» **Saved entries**

——

//! In-memory store
//!
//! [`MemoryStore`] implements every store trait over one set of tables behind
//! a single `RwLock`, so multi-record writes (a resource plus its owner
//! collaboration, a delete plus its cascade) commit together or not at all.
//!
//! Resource rows are kept as JSON values per kind, keyed by their UUID v7 id,
//! which gives creation order on iteration.

use async_trait::async_trait;
use serde_json::Value;
use std::collections::{BTreeMap, HashMap, HashSet};
use std::sync::Arc;
use tokio::sync::RwLock;
use tracing::{debug, info};
use tracker_model::validation::BLANK;
use tracker_model::{
    ActorRef, Collaboratable, Collaboration, CollaborationState, ResourceKind, ResourceRef, User,
    ValidationErrors,
};
use uuid::Uuid;

use crate::error::{StoreError, StoreResult};
use crate::ledger::CollaborationLedger;
use crate::repository::{ActorStore, Catalog, ResourceStore};

/// Message for a reference to a record that does not exist.
const MUST_EXIST: &str = "must exist";

#[derive(Debug, Default)]
struct Tables {
    users: BTreeMap<Uuid, User>,
    rows: HashMap<ResourceKind, BTreeMap<Uuid, Value>>,
    collaborations: BTreeMap<Uuid, Collaboration>,
}

impl Tables {
    fn contains(&self, resource: &ResourceRef) -> bool {
        self.rows
            .get(&resource.kind)
            .is_some_and(|table| table.contains_key(&resource.id))
    }

    fn table(&self, kind: ResourceKind) -> impl Iterator<Item = (&Uuid, &Value)> {
        self.rows.get(&kind).into_iter().flat_map(|table| table.iter())
    }

    fn decode<T: Collaboratable>(value: &Value) -> StoreResult<T> {
        Ok(serde_json::from_value(value.clone())?)
    }

    fn decode_where<T, F>(&self, mut keep: F) -> StoreResult<Vec<T>>
    where
        T: Collaboratable,
        F: FnMut(&T) -> bool,
    {
        let mut resources = Vec::new();
        for (_, value) in self.table(T::KIND) {
            let resource = Self::decode::<T>(value)?;
            if keep(&resource) {
                resources.push(resource);
            }
        }
        Ok(resources)
    }

    fn active_ids(&self, actor: &ActorRef, kind: ResourceKind) -> HashSet<Uuid> {
        self.collaborations
            .values()
            .filter(|c| c.collaborator == *actor && c.collaboratable.kind == kind && c.is_active())
            .map(|c| c.collaboratable.id)
            .collect()
    }

    fn check_parent<T: Collaboratable>(&self, resource: &T) -> Result<(), ValidationErrors> {
        match resource.parent() {
            Some(parent) if !self.contains(&parent) => {
                Err(ValidationErrors::single(parent.kind.as_str(), MUST_EXIST))
            }
            _ => Ok(()),
        }
    }

    /// `pending` is a resource being inserted in the same write.
    fn check_collaboration(
        &self,
        record: &Collaboration,
        pending: Option<&ResourceRef>,
    ) -> Result<(), ValidationErrors> {
        let mut errors = record.validate().err().unwrap_or_default();
        if !self.users.contains_key(&record.collaborator.id) {
            errors.add("collaborator", BLANK);
        }
        if pending != Some(&record.collaboratable) && !self.contains(&record.collaboratable) {
            errors.add("collaboratable", BLANK);
        }
        errors.into_result()
    }

    fn put<T: Collaboratable>(&mut self, resource: &T) -> StoreResult<()> {
        let value = serde_json::to_value(resource)?;
        self.rows.entry(T::KIND).or_default().insert(resource.id(), value);
        Ok(())
    }

    fn cascade(&mut self, keep: impl Fn(&Collaboration) -> bool) -> usize {
        let before = self.collaborations.len();
        self.collaborations.retain(|_, c| keep(c));
        before - self.collaborations.len()
    }
}

/// In-memory implementation of every store trait.
///
/// Clones share the same tables.
///
/// # Examples
///
/// ```
/// use tracker_model::{Collaboration, Collaboratable, Project, User};
/// use tracker_store::{ActorStore, CollaborationLedger, MemoryStore, ResourceStore};
///
/// # tokio::runtime::Builder::new_current_thread().build().unwrap().block_on(async {
/// let store = MemoryStore::new();
/// let user = store.insert_user(User::new("a@b.c", "Ann", "Bee")).await.unwrap();
///
/// let project = Project::new("Launch");
/// let owner = Collaboration::ownership(user.actor(), project.reference());
/// store.insert_owned(project.clone(), owner).await.unwrap();
///
/// assert!(store.is_owner(&user.actor(), &project.reference()).await.unwrap());
/// # });
/// ```
#[derive(Debug, Clone, Default)]
pub struct MemoryStore {
    tables: Arc<RwLock<Tables>>,
}

impl MemoryStore {
    /// Create an empty store.
    pub fn new() -> Self {
        Self::default()
    }
}

#[async_trait]
impl<T: Collaboratable> ResourceStore<T> for MemoryStore {
    async fn all(&self) -> StoreResult<Vec<T>> {
        let tables = self.tables.read().await;
        tables.decode_where(|_: &T| true)
    }

    async fn fetch(&self, id: Uuid) -> StoreResult<Option<T>> {
        let tables = self.tables.read().await;
        tables
            .rows
            .get(&T::KIND)
            .and_then(|table| table.get(&id))
            .map(Tables::decode::<T>)
            .transpose()
    }

    async fn visible_to(&self, actor: &ActorRef) -> StoreResult<Vec<T>> {
        let tables = self.tables.read().await;
        let visible = tables.active_ids(actor, T::KIND);
        tables.decode_where(|resource: &T| visible.contains(&resource.id()))
    }

    async fn children_of(&self, parent: &ResourceRef) -> StoreResult<Vec<T>> {
        let tables = self.tables.read().await;
        tables.decode_where(|resource: &T| resource.parent().as_ref() == Some(parent))
    }

    async fn insert(&self, resource: T) -> StoreResult<T> {
        let mut tables = self.tables.write().await;
        resource.validate()?;
        tables.check_parent(&resource)?;
        tables.put(&resource)?;
        debug!(kind = %T::KIND, id = %resource.id(), "Inserted resource");
        Ok(resource)
    }

    async fn insert_owned(&self, resource: T, owner: Collaboration) -> StoreResult<(T, Collaboration)> {
        let mut tables = self.tables.write().await;
        let reference = resource.reference();

        let mut errors = resource.validate().err().unwrap_or_default();
        if let Err(parent) = tables.check_parent(&resource) {
            errors.merge(parent);
        }
        if owner.collaboratable != reference {
            errors.add("collaboratable", "must reference the new resource");
        }
        if let Err(invalid) = tables.check_collaboration(&owner, Some(&reference)) {
            errors.merge(invalid);
        }
        errors.into_result()?;

        tables.put(&resource)?;
        tables.collaborations.insert(owner.id, owner.clone());
        debug!(
            kind = %T::KIND,
            id = %resource.id(),
            owner = %owner.collaborator,
            "Inserted resource with owner collaboration"
        );
        Ok((resource, owner))
    }

    async fn update(&self, resource: T) -> StoreResult<T> {
        let mut tables = self.tables.write().await;
        let reference = resource.reference();
        if !tables.contains(&reference) {
            return Err(StoreError::NotFound(reference));
        }
        resource.validate()?;
        tables.put(&resource)?;
        Ok(resource)
    }

    async fn delete(&self, id: Uuid) -> StoreResult<bool> {
        let mut tables = self.tables.write().await;
        let removed = tables
            .rows
            .get_mut(&T::KIND)
            .and_then(|table| table.remove(&id))
            .is_some();
        if !removed {
            return Ok(false);
        }

        let reference = ResourceRef::new(T::KIND, id);
        let cascaded = tables.cascade(|c| c.collaboratable != reference);
        info!(kind = %T::KIND, %id, cascaded, "Deleted resource");
        Ok(true)
    }
}

#[async_trait]
impl CollaborationLedger for MemoryStore {
    async fn create(&self, record: Collaboration) -> StoreResult<Collaboration> {
        let mut tables = self.tables.write().await;
        tables.check_collaboration(&record, None)?;
        tables.collaborations.insert(record.id, record.clone());
        debug!(
            collaborator = %record.collaborator,
            collaboratable = %record.collaboratable,
            role = %record.role,
            state = %record.state,
            "Created collaboration"
        );
        Ok(record)
    }

    async fn find(
        &self,
        collaborator: &ActorRef,
        collaboratable: &ResourceRef,
    ) -> StoreResult<Option<Collaboration>> {
        let tables = self.tables.read().await;
        Ok(tables
            .collaborations
            .values()
            .find(|c| c.involves(collaborator, collaboratable))
            .cloned())
    }

    async fn records_for(
        &self,
        collaborator: &ActorRef,
        state: Option<CollaborationState>,
    ) -> StoreResult<Vec<Collaboration>> {
        let tables = self.tables.read().await;
        Ok(tables
            .collaborations
            .values()
            .filter(|c| c.collaborator == *collaborator)
            .filter(|c| state.map_or(true, |s| c.state == s))
            .cloned()
            .collect())
    }

    async fn records_for_kind(
        &self,
        collaborator: &ActorRef,
        state: Option<CollaborationState>,
        kind: ResourceKind,
    ) -> StoreResult<Vec<Collaboration>> {
        Ok(self
            .records_for(collaborator, state)
            .await?
            .into_iter()
            .filter(|c| c.collaboratable.kind == kind)
            .collect())
    }

    async fn records_on(&self, collaboratable: &ResourceRef) -> StoreResult<Vec<Collaboration>> {
        let tables = self.tables.read().await;
        Ok(tables
            .collaborations
            .values()
            .filter(|c| c.collaboratable == *collaboratable)
            .cloned()
            .collect())
    }
}

#[async_trait]
impl ActorStore for MemoryStore {
    async fn insert_user(&self, user: User) -> StoreResult<User> {
        user.validate()?;
        let mut tables = self.tables.write().await;
        tables.users.insert(user.id, user.clone());
        debug!(user = %user.id, "Inserted user");
        Ok(user)
    }

    async fn find_user(&self, id: Uuid) -> StoreResult<Option<User>> {
        let tables = self.tables.read().await;
        Ok(tables.users.get(&id).cloned())
    }

    async fn find_user_by_email(&self, email: &str) -> StoreResult<Option<User>> {
        let tables = self.tables.read().await;
        Ok(tables
            .users
            .values()
            .find(|u| u.email.eq_ignore_ascii_case(email))
            .cloned())
    }

    async fn delete_user(&self, id: Uuid) -> StoreResult<bool> {
        let mut tables = self.tables.write().await;
        if tables.users.remove(&id).is_none() {
            return Ok(false);
        }
        let actor = ActorRef::user(id);
        let cascaded = tables.cascade(|c| c.collaborator != actor);
        info!(user = %id, cascaded, "Deleted user");
        Ok(true)
    }
}

#[async_trait]
impl Catalog for MemoryStore {
    async fn exists(&self, resource: &ResourceRef) -> StoreResult<bool> {
        Ok(self.tables.read().await.contains(resource))
    }
}
//! The collaboratable capability
//!
//! Every resource kind reachable through the API implements
//! [`Collaboratable`]. Stores, the permission gate and the generic controller
//! are written against this trait only.

use serde::de::DeserializeOwned;
use serde::Serialize;
use uuid::Uuid;

use crate::kind::{ResourceKind, ResourceRef};
use crate::validation::{Attributes, ValidationErrors};

/// A resource whose visibility is governed by collaboration records.
pub trait Collaboratable: Clone + Serialize + DeserializeOwned + Send + Sync + 'static {
    /// Kind tag of this resource.
    const KIND: ResourceKind;

    /// Identifier of the resource.
    fn id(&self) -> Uuid;

    /// Reference to the enclosing resource, if nested.
    fn parent(&self) -> Option<ResourceRef> {
        None
    }

    /// Build a new resource from permitted attributes.
    ///
    /// `parent` is the enclosing resource when the request was nested. The
    /// returned resource has already passed [`Collaboratable::validate`].
    fn build(attributes: &Attributes, parent: Option<ResourceRef>) -> Result<Self, ValidationErrors>;

    /// Apply permitted attributes to this resource and re-validate it.
    ///
    /// On error the resource may be partially modified; callers apply to a
    /// copy and discard it on failure.
    fn apply(&mut self, attributes: &Attributes) -> Result<(), ValidationErrors>;

    /// Text value of `field`, `None` for null values or unknown fields.
    fn attribute(&self, field: &str) -> Option<&str>;

    /// Check the resource's own validation rules.
    fn validate(&self) -> Result<(), ValidationErrors>;

    /// Tagged reference to this resource.
    fn reference(&self) -> ResourceRef {
        ResourceRef::new(Self::KIND, self.id())
    }
}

——

Which lines of the records above contain the word "info"? Show each of them.

» **Solution for this problem**
use tracing::{debug, info};
        info!(kind = %T::KIND, %id, cascaded, "Deleted resource");
        info!(user = %id, cascaded, "Deleted user");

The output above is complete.